(LISTED ENTRIES Opens)

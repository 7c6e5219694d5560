//! Logging system configuration and initialization
//!
//! This module provides:
//! - Console output and optional non-blocking file output
//! - Configuration file based log level control with RUST_LOG override
//! - Structured JSON logging (optional)
//! - Local-time timestamps

use std::path::{Path, PathBuf};
use std::sync::Mutex;

use anyhow::{Context, Result, anyhow};
use chrono::Local;
use lazy_static::lazy_static;
use tracing::info;
use tracing_appender::{non_blocking, rolling};
use tracing_subscriber::{
    EnvFilter, Layer, Registry,
    fmt::{self, time::FormatTime},
    layer::SubscriberExt,
    util::SubscriberInitExt,
};

pub use crate::infrastructure::config::LoggingConfig;
use crate::infrastructure::config::ConfigManager;

// Global guard to keep the log file writer alive
lazy_static! {
    static ref LOG_GUARDS: Mutex<Vec<tracing_appender::non_blocking::WorkerGuard>> =
        Mutex::new(Vec::new());
}

struct LocalTimeFormatter;

impl FormatTime for LocalTimeFormatter {
    fn format_time(&self, w: &mut fmt::format::Writer<'_>) -> std::fmt::Result {
        write!(w, "{}", Local::now().format("%Y-%m-%d %H:%M:%S%.3f"))
    }
}

/// Get the log directory under the user data directory
pub fn get_log_directory() -> PathBuf {
    ConfigManager::get_log_dir()
}

/// Initialize the logging system with default configuration
pub fn init_logging() -> Result<()> {
    init_logging_with_config(&LoggingConfig::default())
}

/// Build the env filter used by [`init_logging_with_config`].
///
/// `RUST_LOG` wins when set. Otherwise noisy dependency targets are
/// suppressed unless the configured level is `trace`.
pub fn build_env_filter(config: &LoggingConfig) -> Result<EnvFilter> {
    if let Ok(filter) = EnvFilter::try_from_default_env() {
        return Ok(filter);
    }

    let mut filter = EnvFilter::try_new(&config.level)
        .map_err(|e| anyhow!("Invalid log level '{}': {}", config.level, e))?;

    if !config.level.to_lowercase().contains("trace") {
        let mut directives = vec![
            "sqlx::query=warn".to_string(),
            "sqlx::sqlite=warn".to_string(),
            "hyper=warn".to_string(),
            "h2=warn".to_string(),
            "reqwest=info".to_string(),
            "tokio=info".to_string(),
            "selectors=warn".to_string(),
        ];
        directives.extend(
            config
                .module_filters
                .iter()
                .map(|(module, level)| format!("{module}={level}")),
        );
        directives.push(format!("seed_harvester={}", config.level));

        for directive in directives {
            filter = filter.add_directive(
                directive
                    .parse()
                    .with_context(|| format!("Invalid log directive '{directive}'"))?,
            );
        }
    }

    Ok(filter)
}

/// Initialize logging with custom configuration
pub fn init_logging_with_config(config: &LoggingConfig) -> Result<()> {
    init_logging_in(config, &get_log_directory())
}

/// Initialize logging, writing the log file (if enabled) into `log_dir`
pub fn init_logging_in(config: &LoggingConfig, log_dir: &Path) -> Result<()> {
    let env_filter = build_env_filter(config)?;
    let mut layers: Vec<Box<dyn Layer<Registry> + Send + Sync>> = Vec::new();

    if config.file_output {
        std::fs::create_dir_all(log_dir)
            .with_context(|| format!("Failed to create log directory {}", log_dir.display()))?;

        let file_appender = rolling::never(log_dir, &config.file_name);
        let (file_writer, file_guard) = non_blocking(file_appender);

        // Store the guard globally to prevent it from being dropped
        LOG_GUARDS
            .lock()
            .map_err(|_| anyhow!("Log guard registry poisoned"))?
            .push(file_guard);

        let file_layer = if config.json_format {
            fmt::Layer::new()
                .json()
                .with_writer(file_writer)
                .with_timer(LocalTimeFormatter)
                .with_target(true)
                .with_thread_ids(true)
                .with_ansi(false)
                .boxed()
        } else {
            fmt::Layer::new()
                .with_writer(file_writer)
                .with_timer(LocalTimeFormatter)
                .with_target(false)
                .with_ansi(false)
                .boxed()
        };
        layers.push(file_layer);
    }

    if config.console_output {
        layers.push(
            fmt::Layer::new()
                .with_writer(std::io::stdout)
                .with_timer(LocalTimeFormatter)
                .with_target(false)
                .boxed(),
        );
    }

    Registry::default()
        .with(layers)
        .with(env_filter)
        .try_init()
        .map_err(|e| anyhow!("Failed to install tracing subscriber: {}", e))?;

    if config.file_output {
        info!("📝 Logging to {}", log_dir.join(&config.file_name).display());
    }
    Ok(())
}

#[cfg(test)]
mod tests {
    use super::*;

    #[test]
    fn default_filter_builds() {
        let config = LoggingConfig::default();
        assert!(build_env_filter(&config).is_ok());
    }

    #[test]
    fn bad_module_filter_is_an_error() {
        let mut config = LoggingConfig::default();
        config
            .module_filters
            .insert("sqlx".to_string(), "not a level!".to_string());
        // RUST_LOG takes precedence when the test runner sets it
        if std::env::var("RUST_LOG").is_err() {
            assert!(build_env_filter(&config).is_err());
        }
    }
}
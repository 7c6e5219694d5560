//! Concrete storefront adapters

pub mod magento;
pub mod shopify;
pub mod woocommerce;

use std::fmt;
use std::str::FromStr;
use std::sync::Arc;

pub use magento::MagentoAdapter;
pub use shopify::ShopifyAdapter;
pub use woocommerce::WooCommerceAdapter;

use super::site_adapter::SiteAdapter;
use crate::domain::errors::CrawlError;
use crate::infrastructure::parsing::ParsingResult;

/// Storefront family named by a site entry's `adapter` field
#[derive(Debug, Clone, Copy, PartialEq, Eq)]
pub enum SiteKind {
    WooCommerce,
    Magento,
    Shopify,
}

impl SiteKind {
    pub fn adapter(self) -> ParsingResult<Arc<dyn SiteAdapter>> {
        Ok(match self {
            Self::WooCommerce => Arc::new(WooCommerceAdapter::new()?),
            Self::Magento => Arc::new(MagentoAdapter::new()?),
            Self::Shopify => Arc::new(ShopifyAdapter::new()?),
        })
    }
}

impl FromStr for SiteKind {
    type Err = CrawlError;

    fn from_str(s: &str) -> Result<Self, Self::Err> {
        match s.trim().to_ascii_lowercase().as_str() {
            "woocommerce" | "woo" => Ok(Self::WooCommerce),
            "magento" => Ok(Self::Magento),
            "shopify" => Ok(Self::Shopify),
            other => Err(CrawlError::InvalidJobConfig {
                reason: format!("unknown site adapter '{other}'"),
            }),
        }
    }
}

impl fmt::Display for SiteKind {
    fn fmt(&self, f: &mut fmt::Formatter<'_>) -> fmt::Result {
        f.write_str(match self {
            Self::WooCommerce => "woocommerce",
            Self::Magento => "magento",
            Self::Shopify => "shopify",
        })
    }
}

#[cfg(test)]
mod tests {
    use super::*;

    #[test]
    fn every_kind_builds_an_adapter() {
        for kind in [SiteKind::WooCommerce, SiteKind::Magento, SiteKind::Shopify] {
            let adapter = kind.adapter().unwrap();
            assert_eq!(adapter.name(), kind.to_string());
        }
    }

    #[test]
    fn parses_adapter_names() {
        assert_eq!("WooCommerce".parse::<SiteKind>().unwrap(), SiteKind::WooCommerce);
        assert_eq!(" shopify ".parse::<SiteKind>().unwrap(), SiteKind::Shopify);
        assert!("prestashop".parse::<SiteKind>().is_err());
    }
}
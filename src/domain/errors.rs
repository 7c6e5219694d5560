//! Crawl failure taxonomy
//!
//! None of these terminate the host process. Each variant maps to a degrade
//! strategy in the orchestrator and ends up in `JobResult::errors` and the
//! audit log.

use serde::{Deserialize, Serialize};
use thiserror::Error;

#[derive(Error, Debug, Clone, PartialEq, Serialize, Deserialize)]
pub enum CrawlError {
    /// robots.txt disallows the URL; only the affected branch is abandoned
    #[error("Blocked by robots.txt: {url}")]
    RobotsBlocked { url: String },

    /// Retry budget exhausted; the page is skipped
    #[error("Page fetch failed after {attempts} attempt(s): {url} ({reason})")]
    PageFetchFailed {
        url: String,
        attempts: u32,
        status: Option<u16>,
        reason: String,
    },

    /// One malformed product card, skipped
    #[error("Card {index} on page {page} skipped: {reason}")]
    ExtractionFieldError { page: u32, index: usize, reason: String },

    /// No page count could be determined; the branch stopped early
    #[error("Pagination undetected for {url}, stopped after page {page}")]
    PaginationUndetected { url: String, page: u32 },

    /// One record failed to persist
    #[error("Failed to persist {slug}: {reason}")]
    PersistenceWriteError { slug: String, reason: String },

    #[error("Job cancelled at page boundary")]
    Cancelled,

    #[error("Invalid crawl job configuration: {reason}")]
    InvalidJobConfig { reason: String },
}

impl CrawlError {
    /// Whether this error counts towards `JobResult::error_count`.
    ///
    /// An undetected page count is a normal stop, not a failure.
    pub fn is_counted(&self) -> bool {
        !matches!(self, Self::PaginationUndetected { .. } | Self::Cancelled)
    }

    /// Short machine-friendly kind label used in the audit log
    pub fn kind(&self) -> &'static str {
        match self {
            Self::RobotsBlocked { .. } => "robots_blocked",
            Self::PageFetchFailed { .. } => "page_fetch_failed",
            Self::ExtractionFieldError { .. } => "extraction_field_error",
            Self::PaginationUndetected { .. } => "pagination_undetected",
            Self::PersistenceWriteError { .. } => "persistence_write_error",
            Self::Cancelled => "cancelled",
            Self::InvalidJobConfig { .. } => "invalid_job_config",
        }
    }
}
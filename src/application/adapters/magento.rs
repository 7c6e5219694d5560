//! Magento storefronts
//!
//! Catalogs are split into categories reachable from the top navigation.
//! Category listings paginate with `?p=N`.

use crate::application::site_adapter::{SiteAdapter, with_page_query};
use crate::domain::product::CategoryRef;
use crate::infrastructure::parsing::config::strings;
use crate::infrastructure::parsing::{CardExtractor, CardSelectors, ExtractedPage, ParseContext, ParsingResult};

pub struct MagentoAdapter {
    extractor: CardExtractor,
}

impl MagentoAdapter {
    pub fn new() -> ParsingResult<Self> {
        Self::with_selectors(&Self::selectors())
    }

    pub fn with_selectors(selectors: &CardSelectors) -> ParsingResult<Self> {
        Ok(Self {
            extractor: CardExtractor::new(selectors)?,
        })
    }

    pub fn selectors() -> CardSelectors {
        CardSelectors {
            product_card: strings(&["li.product-item", ".product-item-info"]),
            name: strings(&[".product-item-link", ".product-item-name"]),
            link: strings(&["a.product-item-link", "a.product-item-photo", "a[href]"]),
            image: strings(&["img.product-image-photo", "img"]),
            price: strings(&[".price-box .price", ".price"]),
            badge: strings(&[".product-label", ".sticker"]),
            rating: strings(&[".rating-result", "[data-rating]"]),
            review_count: strings(&[".reviews-actions a", ".review-count"]),
            classification: strings(&[".strain-type", ".product-attribute-type"]),
            out_of_stock: strings(&[".stock.unavailable", ".out-of-stock"]),
            in_stock: strings(&["button.tocart", ".stock.available"]),
            out_of_stock_classes: strings(&["unavailable"]),
            page_links: strings(&[".pages .item .page span:not(.label)", ".pages a"]),
            end_of_catalog: strings(&[".message.info.empty", ".message.empty"]),
            end_of_catalog_text: None,
            category_links: strings(&["nav.navigation li.level0 > a", ".navigation a.level-top"]),
            ..CardSelectors::default()
        }
    }
}

impl SiteAdapter for MagentoAdapter {
    fn name(&self) -> &'static str {
        "magento"
    }

    fn build_page_url(&self, base_url: &str, page: u32) -> String {
        with_page_query(base_url, "p", page)
    }

    fn extract_products(&self, body: &str, context: &ParseContext) -> ExtractedPage {
        self.extractor.extract_document(body, context)
    }

    fn supports_discovery(&self) -> bool {
        true
    }

    fn discover_category_links(&self, homepage: &str, page_url: &str) -> Vec<CategoryRef> {
        self.extractor.category_links(homepage, page_url)
    }
}
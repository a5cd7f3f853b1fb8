//! # rentalhub-domain
//!
//! Pure domain model for the rentalhub rental-unit tracker.
//!
//! ## Responsibilities
//! - Foundational types: unit identity, error conventions, date helpers
//! - Define **Units** (housing units with an owner and lease occupancy)
//! - Define **Leases** (the active lease on a unit and historized past leases)
//! - Lease lifecycle: expire overdue active leases into per-unit history
//! - History aggregation: flatten per-unit histories into one sorted feed
//! - Contain all invariant enforcement and domain logic
//!
//! ## Dependency rule
//! This crate has **no internal dependencies**.
//! It must never import anything from `app`, adapters, or external IO crates.
//! All IO boundaries are expressed as traits in the `app` crate (ports).

pub mod date;
pub mod error;
pub mod history;
pub mod id;
pub mod lease;
pub mod lifecycle;
pub mod unit;
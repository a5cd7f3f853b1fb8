//! # rentalhubd — rentalhub daemon
//!
//! Composition root that wires the adapters together and starts the
//! server.
//!
//! ## Responsibilities
//! - Parse configuration (TOML file, env overrides)
//! - Construct the JSON dataset repository (adapter)
//! - Construct the unit service, injecting the repository via the port
//! - Build the axum router, injecting the service
//! - Bind to a TCP port and serve until interrupted
//!
//! ## Dependency rule
//! This is the **only** crate that depends on all other crates.
//! It is the wiring layer — no domain logic belongs here.

mod config;

use rentalhub_adapter_http_axum::state::AppState;
use rentalhub_adapter_storage_json::JsonUnitRepository;
use rentalhub_app::services::unit_service::UnitService;
use tracing_subscriber::EnvFilter;

use crate::config::Config;

#[tokio::main]
async fn main() -> Result<(), Box<dyn std::error::Error>> {
    let config = Config::load()?;

    tracing_subscriber::fmt()
        .with_env_filter(EnvFilter::new(&config.logging.filter))
        .init();

    let repo = JsonUnitRepository::new(config.data_path());
    let unit_service = UnitService::new(repo);

    let state = AppState::new(unit_service);
    let app = rentalhub_adapter_http_axum::router::build(state);

    let bind_addr = config.bind_addr();
    tracing::info!(%bind_addr, data = config.data_path(), "rentalhubd listening");

    let listener = tokio::net::TcpListener::bind(&bind_addr).await?;
    axum::serve(listener, app)
        .with_graceful_shutdown(shutdown_signal())
        .await?;

    Ok(())
}

async fn shutdown_signal() {
    if let Err(error) = tokio::signal::ctrl_c().await {
        tracing::error!(%error, "failed to install shutdown handler");
    }
}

(LISTED ENTRIES Closes)

*TASK TO CARRY OUT:*
What is the number of lines in this material that hold the string "Construct"? Answer with that number only.

*WRITTEN RESPONSE:*
2